**WHAT THE TASK ASKS**
For the data below, restate word for word only the lines from the line containing "space (length matches" through the line containing "pub use smtp::SmtpMailer;", both ends included.

· · ·

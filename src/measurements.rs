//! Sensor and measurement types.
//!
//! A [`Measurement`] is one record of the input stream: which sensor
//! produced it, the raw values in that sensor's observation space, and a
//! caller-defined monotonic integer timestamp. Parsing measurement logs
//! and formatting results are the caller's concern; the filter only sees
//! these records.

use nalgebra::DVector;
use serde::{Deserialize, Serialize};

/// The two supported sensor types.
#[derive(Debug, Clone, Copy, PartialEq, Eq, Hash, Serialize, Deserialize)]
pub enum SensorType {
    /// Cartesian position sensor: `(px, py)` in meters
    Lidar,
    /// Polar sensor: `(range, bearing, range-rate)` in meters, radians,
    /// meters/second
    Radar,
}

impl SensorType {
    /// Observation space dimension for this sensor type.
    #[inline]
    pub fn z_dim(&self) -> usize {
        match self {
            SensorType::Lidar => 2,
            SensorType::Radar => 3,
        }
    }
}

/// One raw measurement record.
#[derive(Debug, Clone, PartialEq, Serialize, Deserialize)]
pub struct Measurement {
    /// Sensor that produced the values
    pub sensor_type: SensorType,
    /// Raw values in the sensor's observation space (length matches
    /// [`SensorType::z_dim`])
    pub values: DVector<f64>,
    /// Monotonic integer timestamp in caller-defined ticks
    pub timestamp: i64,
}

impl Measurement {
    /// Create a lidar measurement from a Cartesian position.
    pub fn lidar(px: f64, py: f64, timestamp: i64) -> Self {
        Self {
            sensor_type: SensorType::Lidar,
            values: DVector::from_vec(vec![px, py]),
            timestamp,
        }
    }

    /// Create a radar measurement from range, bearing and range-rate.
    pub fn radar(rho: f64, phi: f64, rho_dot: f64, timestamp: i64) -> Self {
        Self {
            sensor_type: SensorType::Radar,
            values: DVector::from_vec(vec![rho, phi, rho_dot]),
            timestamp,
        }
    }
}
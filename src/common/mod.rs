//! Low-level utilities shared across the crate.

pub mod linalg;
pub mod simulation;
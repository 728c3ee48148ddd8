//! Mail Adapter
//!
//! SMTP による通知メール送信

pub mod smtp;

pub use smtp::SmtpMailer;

· · ·

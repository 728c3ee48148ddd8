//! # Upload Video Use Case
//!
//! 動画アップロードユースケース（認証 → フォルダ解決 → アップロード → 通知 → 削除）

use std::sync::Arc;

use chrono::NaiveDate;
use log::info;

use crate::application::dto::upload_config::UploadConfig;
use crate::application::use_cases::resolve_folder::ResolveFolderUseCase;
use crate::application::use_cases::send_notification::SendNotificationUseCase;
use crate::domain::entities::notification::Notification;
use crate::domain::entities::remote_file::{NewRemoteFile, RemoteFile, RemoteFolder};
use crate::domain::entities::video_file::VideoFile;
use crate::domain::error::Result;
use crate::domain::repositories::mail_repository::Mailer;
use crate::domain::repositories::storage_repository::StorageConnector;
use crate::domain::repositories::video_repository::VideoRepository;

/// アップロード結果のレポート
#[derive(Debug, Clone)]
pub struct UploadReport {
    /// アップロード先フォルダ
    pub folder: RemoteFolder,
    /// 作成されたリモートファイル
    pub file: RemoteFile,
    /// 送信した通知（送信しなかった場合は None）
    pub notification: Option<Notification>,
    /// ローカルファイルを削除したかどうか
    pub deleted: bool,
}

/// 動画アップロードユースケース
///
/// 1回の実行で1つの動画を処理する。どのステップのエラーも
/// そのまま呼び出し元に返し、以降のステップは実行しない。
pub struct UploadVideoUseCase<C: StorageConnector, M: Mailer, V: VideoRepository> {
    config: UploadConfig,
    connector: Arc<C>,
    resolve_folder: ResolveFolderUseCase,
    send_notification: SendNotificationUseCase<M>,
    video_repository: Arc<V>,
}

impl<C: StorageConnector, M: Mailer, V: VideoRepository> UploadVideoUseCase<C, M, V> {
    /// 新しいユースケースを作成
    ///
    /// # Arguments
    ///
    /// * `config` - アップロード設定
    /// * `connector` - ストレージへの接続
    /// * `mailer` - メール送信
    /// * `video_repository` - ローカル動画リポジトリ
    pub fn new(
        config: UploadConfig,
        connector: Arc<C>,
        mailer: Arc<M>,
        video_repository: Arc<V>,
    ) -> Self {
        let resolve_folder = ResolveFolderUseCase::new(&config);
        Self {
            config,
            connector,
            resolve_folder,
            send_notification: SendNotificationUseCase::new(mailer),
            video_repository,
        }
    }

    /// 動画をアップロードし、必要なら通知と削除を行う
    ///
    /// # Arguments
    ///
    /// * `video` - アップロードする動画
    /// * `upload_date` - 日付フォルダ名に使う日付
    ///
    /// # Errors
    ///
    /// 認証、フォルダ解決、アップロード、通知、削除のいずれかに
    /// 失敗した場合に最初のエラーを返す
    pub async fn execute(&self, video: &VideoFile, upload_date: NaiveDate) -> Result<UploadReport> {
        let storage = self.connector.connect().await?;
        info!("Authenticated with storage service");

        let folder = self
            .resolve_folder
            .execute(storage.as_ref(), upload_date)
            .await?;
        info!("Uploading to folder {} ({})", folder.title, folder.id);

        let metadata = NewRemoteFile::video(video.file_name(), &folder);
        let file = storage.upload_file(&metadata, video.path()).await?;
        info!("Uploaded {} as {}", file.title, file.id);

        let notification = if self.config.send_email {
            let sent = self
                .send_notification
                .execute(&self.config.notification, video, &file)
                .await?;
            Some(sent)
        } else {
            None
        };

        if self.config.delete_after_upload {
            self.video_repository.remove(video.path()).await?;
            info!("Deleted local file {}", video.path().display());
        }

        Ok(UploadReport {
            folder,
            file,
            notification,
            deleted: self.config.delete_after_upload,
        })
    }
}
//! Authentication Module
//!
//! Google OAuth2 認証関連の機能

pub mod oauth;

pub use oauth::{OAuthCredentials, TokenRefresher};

· · ·

**SOLUTION FOR THIS TASK**
    /// Raw values in the sensor's observation space (length matches
    /// [`SensorType::z_dim`])
    pub values: DVector<f64>,
    /// Monotonic integer timestamp in caller-defined ticks
    pub timestamp: i64,
}

impl Measurement {
    /// Create a lidar measurement from a Cartesian position.
    pub fn lidar(px: f64, py: f64, timestamp: i64) -> Self {
        Self {
            sensor_type: SensorType::Lidar,
            values: DVector::from_vec(vec![px, py]),
            timestamp,
        }
    }

    /// Create a radar measurement from range, bearing and range-rate.
    pub fn radar(rho: f64, phi: f64, rho_dot: f64, timestamp: i64) -> Self {
        Self {
            sensor_type: SensorType::Radar,
            values: DVector::from_vec(vec![rho, phi, rho_dot]),
            timestamp,
        }
    }
}
filename src/common/mod.rs
//! Low-level utilities shared across the crate.

pub mod linalg;
pub mod simulation;
repository 728c3ee48148ddd8
//! Mail Adapter
//!
//! SMTP による通知メール送信

pub mod smtp;

pub use smtp::SmtpMailer;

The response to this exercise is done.